For some time — we spoke about classic films.

Then — my boss said:

“I had called to tell you that there is a review meeting on “XXX” project tomorrow afternoon. Is the PERT chart ready…?”


(PERT is the acronym for Program Evaluation and Review Technique)


“Yes, Sir — the PERT chart is ready…” I said, “I will come to your office first thing in the morning and give you a detailed progress report…”

“Come at 10:30 AM — “stand easy” time — so you can enjoy some samosa and tea too…” my boss said.


(In the Navy — the term “stand easy” is used for “tea break” during working hours)


Next morning — over a cup of tea — my boss and I had a discussion on “mindfulness”.

Mindfulness is the basic human ability to be fully present, aware of where you are and what you are doing.

In simple language:

Mindfulness means doing one thing at a time


Of course — whatever that one thing you are doing — you must do it with full awareness.

Do one thing at a time — and — totally immerse yourself in the one thing you are doing.

Don’t think of anything else.

Be totally immersed and engrossed in the activity you are doing.

Mindfulness means doing an activity with total awareness — and this requires focus and span of attention.

A test of “mindfulness” is “egolessness” and “timelessness” — when you do something “mindfully” — you experience a sense of timelessness and you don’t have thoughts of yourself (ego).


I used the term “egolessness” for want of a better word.

What I wanted to convey is that when you do something “mindfully” — you lose all sense of “self” and “time” — so maybe — “selflessness” and “timelessness” may be more apt.


For obvious reasons — I do not wish to talk about my exact primary job in the Navy — but — I can say that “total mindfulness” was very conducive for performance of my job.

So — here is an example from my personal life.

After I retired — I started writing — while my wife used to go to work.

Sometimes — I was so engrossed in my writing that I did not realize how time passed and would be surprised when my wife would be back from work and it would show on my face.

My wife would say:

“Aren’t you happy to see me back from work…?”

And I would say:

“I didn’t realize it is 5 PM already — time passed so fast…”


That was “timelessness” — and sometimes — I would lose sense of self while writing and would forget to have lunch.


Dear Reader — let me give you some other examples.

In the story I narrated above — I gave you the example of watching TV mindfully.

Similarly — you can listen to mindfully too — focus on the music — the lyrics — the melody — with full awareness — and enjoy the music to the fullest.
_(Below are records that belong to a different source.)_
//! Output writers for chart reports.
//!
//! This module handles writing data in various formats:
//! - JSON reports
//! - Text summaries and track listings

pub mod json;
pub mod text;

// Re-export main functions
pub use json::{read_report, report_to_string, write_report};
pub use text::{format_duration, format_track_rows, generate_text_summary};
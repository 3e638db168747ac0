use anyhow::{Context, Result};
use std::path::PathBuf;
use crate::parser::load_catalog;
use crate::utils::config::SCHEMA_VERSION;

/// Validate a catalog JSON file
pub fn validate_catalog_file(file_path: PathBuf) -> Result<()> {
    println!("Validating catalog: {}", file_path.display());

    let tracks = load_catalog(&file_path)
        .with_context(|| format!("Invalid catalog {}", file_path.display()))?;

    let with_album = tracks.iter().filter(|t| t.album.is_some()).count();
    let without_album_id = tracks
        .iter()
        .filter(|t| t.album.is_some() && t.album_id().is_none())
        .count();
    let without_artists = tracks.iter().filter(|t| t.artists.is_empty()).count();

    println!("✓ Valid catalog JSON");
    println!("  Tracks: {}", tracks.len());
    println!("  With album: {}", with_album);
    println!("  Album without id: {}", without_album_id);
    println!("  Without artists: {}", without_artists);

    Ok(())
}

/// Display schema information
pub fn display_schema(show_details: bool) {
    println!("Track Charts Report Schema");
    println!("Current Version: {}", SCHEMA_VERSION);
    println!();

    if show_details {
        println!("Schema Structure:");
        println!("  version: string          - Schema version (e.g., '1.0.0')");
        println!("  source: string           - Catalog document path");
        println!("  stats: object            - Catalog counters");
        println!("    track_count: number    - Tracks in the catalog");
        println!("    artist_count: number   - Distinct artist names");
        println!("    album_count: number    - Distinct album ids");
        println!("    total_duration_ms: number - Sum of track durations");
        println!("    explicit_count: number - Explicit tracks");
        println!("    mean_popularity: number - Mean track popularity");
        println!("  top_artists: array       - Top 10 artists by track count");
        println!("    label: string          - Artist name");
        println!("    count: number          - Tracks crediting the artist");
        println!("  genres: array            - Genre distribution (tail folded into 'Autres')");
        println!("    label: string          - Genre");
        println!("    count: number          - Occurrences");
        println!("    percentage: number     - Whole percentage of the displayed total");
        println!("  popular_albums: array    - Top 12 albums by popularity");
        println!("    id, name, images, release_date?, popularity");
        println!("    trackCount: number     - Catalog tracks on the album");
        println!("    artistNames: array     - Distinct artists, first-seen order");
        println!("  generated_at: string     - ISO 8601 timestamp");
    } else {
        println!("Use --show for detailed schema information");
    }
}

/// Display version information
pub fn display_version() {
    println!("Track Charts v{}", env!("CARGO_PKG_VERSION"));
    println!("Report Schema: v{}", SCHEMA_VERSION);
    println!();
    println!("Artist, genre and album rankings from a static track catalog.");
}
I do this every afternoon — I lie down on my bed — close my eyes — and listen to music — with no distractions.

Yes — distractions and multi-tasking are impediments to mindfulness.
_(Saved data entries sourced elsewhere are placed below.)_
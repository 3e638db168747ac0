//! Utility modules for configuration and error handling.

pub mod error;
pub mod config;

// Re-export commonly used error types for convenience
pub use error::{ParseError, OutputError};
Today — we have so many distractions — in addition to the conventional distractions like people disturbing you — modern technology and gadgets have created and environment of distractions that divert your focus and destroy your span of attention.

You can’t avoid using modern gadgets.

But — you can use gadgets “mindfully” — for one activity at a time — with full awareness.

For example — when you are interacting on the social media — you can do so “mindfully” — and see that other notifications on the smartphone don’t disturb you.

Instead of “multi-tasking” and trying to do multiple activities simultaneously — you can prioritize your activities — and do them sequentially — one at a time — with mindfulness.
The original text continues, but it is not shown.